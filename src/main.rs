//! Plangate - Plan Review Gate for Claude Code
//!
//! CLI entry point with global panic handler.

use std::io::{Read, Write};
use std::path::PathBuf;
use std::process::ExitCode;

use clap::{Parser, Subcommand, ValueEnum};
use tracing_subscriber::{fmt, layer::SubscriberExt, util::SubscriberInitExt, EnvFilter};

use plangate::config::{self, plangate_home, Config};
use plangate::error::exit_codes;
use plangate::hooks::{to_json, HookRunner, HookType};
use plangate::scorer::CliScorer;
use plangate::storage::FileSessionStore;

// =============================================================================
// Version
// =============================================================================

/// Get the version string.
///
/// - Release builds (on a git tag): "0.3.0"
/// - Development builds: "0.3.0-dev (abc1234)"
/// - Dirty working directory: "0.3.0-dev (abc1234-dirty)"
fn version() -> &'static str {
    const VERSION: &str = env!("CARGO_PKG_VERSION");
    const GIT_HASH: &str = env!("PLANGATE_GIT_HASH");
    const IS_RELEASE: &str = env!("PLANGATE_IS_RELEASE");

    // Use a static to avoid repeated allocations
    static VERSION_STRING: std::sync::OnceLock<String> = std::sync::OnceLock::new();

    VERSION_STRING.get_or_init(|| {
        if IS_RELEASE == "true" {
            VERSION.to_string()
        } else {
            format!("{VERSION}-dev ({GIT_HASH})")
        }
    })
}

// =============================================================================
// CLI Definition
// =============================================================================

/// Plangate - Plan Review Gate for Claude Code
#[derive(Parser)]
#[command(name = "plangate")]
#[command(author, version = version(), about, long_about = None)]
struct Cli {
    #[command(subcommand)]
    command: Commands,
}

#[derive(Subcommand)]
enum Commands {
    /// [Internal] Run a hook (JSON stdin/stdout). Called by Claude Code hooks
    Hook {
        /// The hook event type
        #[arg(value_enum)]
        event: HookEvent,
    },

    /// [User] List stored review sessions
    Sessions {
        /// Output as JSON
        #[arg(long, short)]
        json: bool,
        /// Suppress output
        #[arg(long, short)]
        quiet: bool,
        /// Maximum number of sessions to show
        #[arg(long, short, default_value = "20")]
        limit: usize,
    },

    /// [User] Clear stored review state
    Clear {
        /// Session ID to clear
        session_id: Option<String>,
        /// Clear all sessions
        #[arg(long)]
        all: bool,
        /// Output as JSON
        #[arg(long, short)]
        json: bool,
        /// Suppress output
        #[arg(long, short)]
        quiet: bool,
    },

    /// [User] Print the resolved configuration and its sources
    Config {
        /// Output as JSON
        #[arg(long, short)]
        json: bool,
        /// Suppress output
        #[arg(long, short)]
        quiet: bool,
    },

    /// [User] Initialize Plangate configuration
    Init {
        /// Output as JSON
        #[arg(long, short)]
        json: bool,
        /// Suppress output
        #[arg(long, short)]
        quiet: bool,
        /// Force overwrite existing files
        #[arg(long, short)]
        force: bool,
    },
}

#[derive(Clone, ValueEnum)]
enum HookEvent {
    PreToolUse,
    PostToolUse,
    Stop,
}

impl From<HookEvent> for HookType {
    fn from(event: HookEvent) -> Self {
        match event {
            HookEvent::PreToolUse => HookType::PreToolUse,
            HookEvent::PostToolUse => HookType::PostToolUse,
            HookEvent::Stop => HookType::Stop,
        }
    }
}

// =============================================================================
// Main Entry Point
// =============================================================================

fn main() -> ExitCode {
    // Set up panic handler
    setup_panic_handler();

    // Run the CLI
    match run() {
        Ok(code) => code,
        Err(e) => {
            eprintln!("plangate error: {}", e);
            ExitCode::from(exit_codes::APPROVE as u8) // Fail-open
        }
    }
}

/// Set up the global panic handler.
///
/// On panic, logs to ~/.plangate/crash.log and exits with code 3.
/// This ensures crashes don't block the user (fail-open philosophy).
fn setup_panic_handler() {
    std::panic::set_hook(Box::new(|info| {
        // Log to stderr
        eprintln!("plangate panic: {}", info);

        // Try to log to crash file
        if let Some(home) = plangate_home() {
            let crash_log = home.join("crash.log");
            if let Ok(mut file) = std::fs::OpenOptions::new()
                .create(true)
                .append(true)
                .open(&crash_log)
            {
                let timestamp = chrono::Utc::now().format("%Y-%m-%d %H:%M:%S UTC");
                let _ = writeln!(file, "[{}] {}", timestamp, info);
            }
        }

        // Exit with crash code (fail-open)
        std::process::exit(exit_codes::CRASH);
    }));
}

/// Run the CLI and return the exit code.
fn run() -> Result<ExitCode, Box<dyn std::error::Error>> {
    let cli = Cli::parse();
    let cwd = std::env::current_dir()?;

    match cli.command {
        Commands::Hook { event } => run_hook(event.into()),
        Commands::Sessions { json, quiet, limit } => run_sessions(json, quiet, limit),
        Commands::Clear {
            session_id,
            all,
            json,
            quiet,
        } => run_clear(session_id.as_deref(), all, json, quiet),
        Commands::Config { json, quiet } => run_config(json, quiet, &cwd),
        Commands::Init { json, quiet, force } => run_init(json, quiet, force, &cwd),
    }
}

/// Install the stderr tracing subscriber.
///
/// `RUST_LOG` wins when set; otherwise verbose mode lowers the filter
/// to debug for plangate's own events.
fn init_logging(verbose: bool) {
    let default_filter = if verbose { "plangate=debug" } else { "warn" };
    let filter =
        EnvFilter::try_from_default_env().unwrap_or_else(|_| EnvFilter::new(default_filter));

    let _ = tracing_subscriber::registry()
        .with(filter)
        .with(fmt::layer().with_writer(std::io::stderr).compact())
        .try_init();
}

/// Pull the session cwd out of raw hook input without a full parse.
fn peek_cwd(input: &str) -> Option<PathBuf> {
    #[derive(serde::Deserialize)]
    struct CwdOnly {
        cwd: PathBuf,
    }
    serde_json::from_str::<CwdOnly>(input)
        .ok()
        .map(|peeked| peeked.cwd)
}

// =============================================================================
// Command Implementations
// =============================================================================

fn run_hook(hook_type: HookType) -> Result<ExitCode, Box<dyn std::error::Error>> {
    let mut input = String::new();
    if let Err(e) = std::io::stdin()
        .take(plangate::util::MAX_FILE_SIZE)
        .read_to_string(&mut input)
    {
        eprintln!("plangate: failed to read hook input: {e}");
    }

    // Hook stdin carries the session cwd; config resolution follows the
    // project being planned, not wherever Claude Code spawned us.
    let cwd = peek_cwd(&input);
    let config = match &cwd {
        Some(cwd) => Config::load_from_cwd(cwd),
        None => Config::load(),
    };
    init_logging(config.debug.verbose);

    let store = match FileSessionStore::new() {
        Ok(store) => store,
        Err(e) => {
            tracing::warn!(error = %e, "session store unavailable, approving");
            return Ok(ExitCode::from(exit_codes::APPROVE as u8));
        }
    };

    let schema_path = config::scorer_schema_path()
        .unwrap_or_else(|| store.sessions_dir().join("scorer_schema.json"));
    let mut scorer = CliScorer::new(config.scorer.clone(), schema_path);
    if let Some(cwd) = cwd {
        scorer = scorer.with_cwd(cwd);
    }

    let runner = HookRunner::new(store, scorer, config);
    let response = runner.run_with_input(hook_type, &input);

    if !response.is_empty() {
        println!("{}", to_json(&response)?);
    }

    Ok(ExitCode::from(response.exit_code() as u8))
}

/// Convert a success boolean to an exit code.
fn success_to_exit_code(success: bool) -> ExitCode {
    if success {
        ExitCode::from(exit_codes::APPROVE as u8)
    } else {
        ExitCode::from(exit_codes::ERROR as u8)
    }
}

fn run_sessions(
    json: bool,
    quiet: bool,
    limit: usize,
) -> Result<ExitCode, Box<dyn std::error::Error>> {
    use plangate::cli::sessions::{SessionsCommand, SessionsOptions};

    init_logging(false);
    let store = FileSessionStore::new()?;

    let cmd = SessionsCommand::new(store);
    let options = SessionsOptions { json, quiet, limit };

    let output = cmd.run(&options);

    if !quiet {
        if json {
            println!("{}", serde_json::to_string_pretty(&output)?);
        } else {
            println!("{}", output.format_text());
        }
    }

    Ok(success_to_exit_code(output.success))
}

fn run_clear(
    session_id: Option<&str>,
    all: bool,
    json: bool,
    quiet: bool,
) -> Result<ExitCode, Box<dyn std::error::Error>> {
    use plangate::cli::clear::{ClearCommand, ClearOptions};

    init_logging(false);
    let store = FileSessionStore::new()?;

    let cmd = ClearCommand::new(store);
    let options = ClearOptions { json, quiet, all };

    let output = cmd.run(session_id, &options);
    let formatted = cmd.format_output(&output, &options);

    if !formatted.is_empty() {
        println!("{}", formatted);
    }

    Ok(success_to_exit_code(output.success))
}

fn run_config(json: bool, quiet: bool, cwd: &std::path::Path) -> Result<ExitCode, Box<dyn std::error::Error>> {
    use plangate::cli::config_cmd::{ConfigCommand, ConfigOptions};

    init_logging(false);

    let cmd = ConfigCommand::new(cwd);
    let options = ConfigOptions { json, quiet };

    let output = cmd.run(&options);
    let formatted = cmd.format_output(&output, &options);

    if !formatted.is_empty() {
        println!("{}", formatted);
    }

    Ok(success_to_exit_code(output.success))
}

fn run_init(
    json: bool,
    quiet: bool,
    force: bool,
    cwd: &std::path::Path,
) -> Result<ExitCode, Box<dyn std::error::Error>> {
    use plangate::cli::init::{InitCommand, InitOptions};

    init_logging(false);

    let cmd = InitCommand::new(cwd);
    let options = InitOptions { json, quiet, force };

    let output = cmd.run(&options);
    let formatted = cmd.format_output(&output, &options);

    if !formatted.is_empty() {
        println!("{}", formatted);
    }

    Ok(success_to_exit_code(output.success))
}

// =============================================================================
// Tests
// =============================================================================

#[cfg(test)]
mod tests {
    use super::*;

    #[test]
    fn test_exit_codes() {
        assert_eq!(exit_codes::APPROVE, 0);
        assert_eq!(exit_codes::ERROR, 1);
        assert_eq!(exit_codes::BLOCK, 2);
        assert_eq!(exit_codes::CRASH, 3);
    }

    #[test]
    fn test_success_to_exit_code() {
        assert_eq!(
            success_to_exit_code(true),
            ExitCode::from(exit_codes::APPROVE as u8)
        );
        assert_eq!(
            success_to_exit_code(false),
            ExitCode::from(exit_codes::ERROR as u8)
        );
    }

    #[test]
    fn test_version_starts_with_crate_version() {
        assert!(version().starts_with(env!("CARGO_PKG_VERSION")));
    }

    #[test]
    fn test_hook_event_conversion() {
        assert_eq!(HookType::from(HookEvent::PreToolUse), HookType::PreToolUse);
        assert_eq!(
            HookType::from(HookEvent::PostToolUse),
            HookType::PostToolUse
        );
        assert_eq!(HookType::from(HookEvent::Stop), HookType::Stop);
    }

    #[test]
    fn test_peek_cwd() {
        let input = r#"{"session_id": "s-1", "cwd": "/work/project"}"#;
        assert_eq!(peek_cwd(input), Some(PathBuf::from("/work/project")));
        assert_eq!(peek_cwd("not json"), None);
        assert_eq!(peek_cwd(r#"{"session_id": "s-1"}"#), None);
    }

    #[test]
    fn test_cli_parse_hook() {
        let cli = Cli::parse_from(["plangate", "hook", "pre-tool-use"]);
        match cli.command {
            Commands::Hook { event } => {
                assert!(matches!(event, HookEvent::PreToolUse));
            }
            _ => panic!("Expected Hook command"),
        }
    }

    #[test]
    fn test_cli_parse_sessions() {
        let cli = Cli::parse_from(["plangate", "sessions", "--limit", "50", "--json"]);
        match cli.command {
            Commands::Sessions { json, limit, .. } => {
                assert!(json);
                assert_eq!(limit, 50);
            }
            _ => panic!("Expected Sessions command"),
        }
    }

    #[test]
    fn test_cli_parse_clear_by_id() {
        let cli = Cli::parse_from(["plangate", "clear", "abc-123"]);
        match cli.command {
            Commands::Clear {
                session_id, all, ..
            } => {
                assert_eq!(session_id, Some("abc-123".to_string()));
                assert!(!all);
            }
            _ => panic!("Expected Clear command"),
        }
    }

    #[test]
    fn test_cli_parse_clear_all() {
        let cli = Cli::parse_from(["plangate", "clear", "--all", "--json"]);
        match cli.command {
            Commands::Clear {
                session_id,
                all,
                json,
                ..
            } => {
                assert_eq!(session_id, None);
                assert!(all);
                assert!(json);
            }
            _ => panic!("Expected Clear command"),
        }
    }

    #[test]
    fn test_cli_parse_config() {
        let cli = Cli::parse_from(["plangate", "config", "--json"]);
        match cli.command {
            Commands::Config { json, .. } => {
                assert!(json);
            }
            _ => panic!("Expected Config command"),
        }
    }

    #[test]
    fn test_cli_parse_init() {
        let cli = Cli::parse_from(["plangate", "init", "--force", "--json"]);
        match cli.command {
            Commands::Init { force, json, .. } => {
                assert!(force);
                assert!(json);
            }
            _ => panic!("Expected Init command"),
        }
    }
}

### Brief:
What is the number of lines in the entries above that hold the string "builds"? Please state that number alone.

### Answer:
2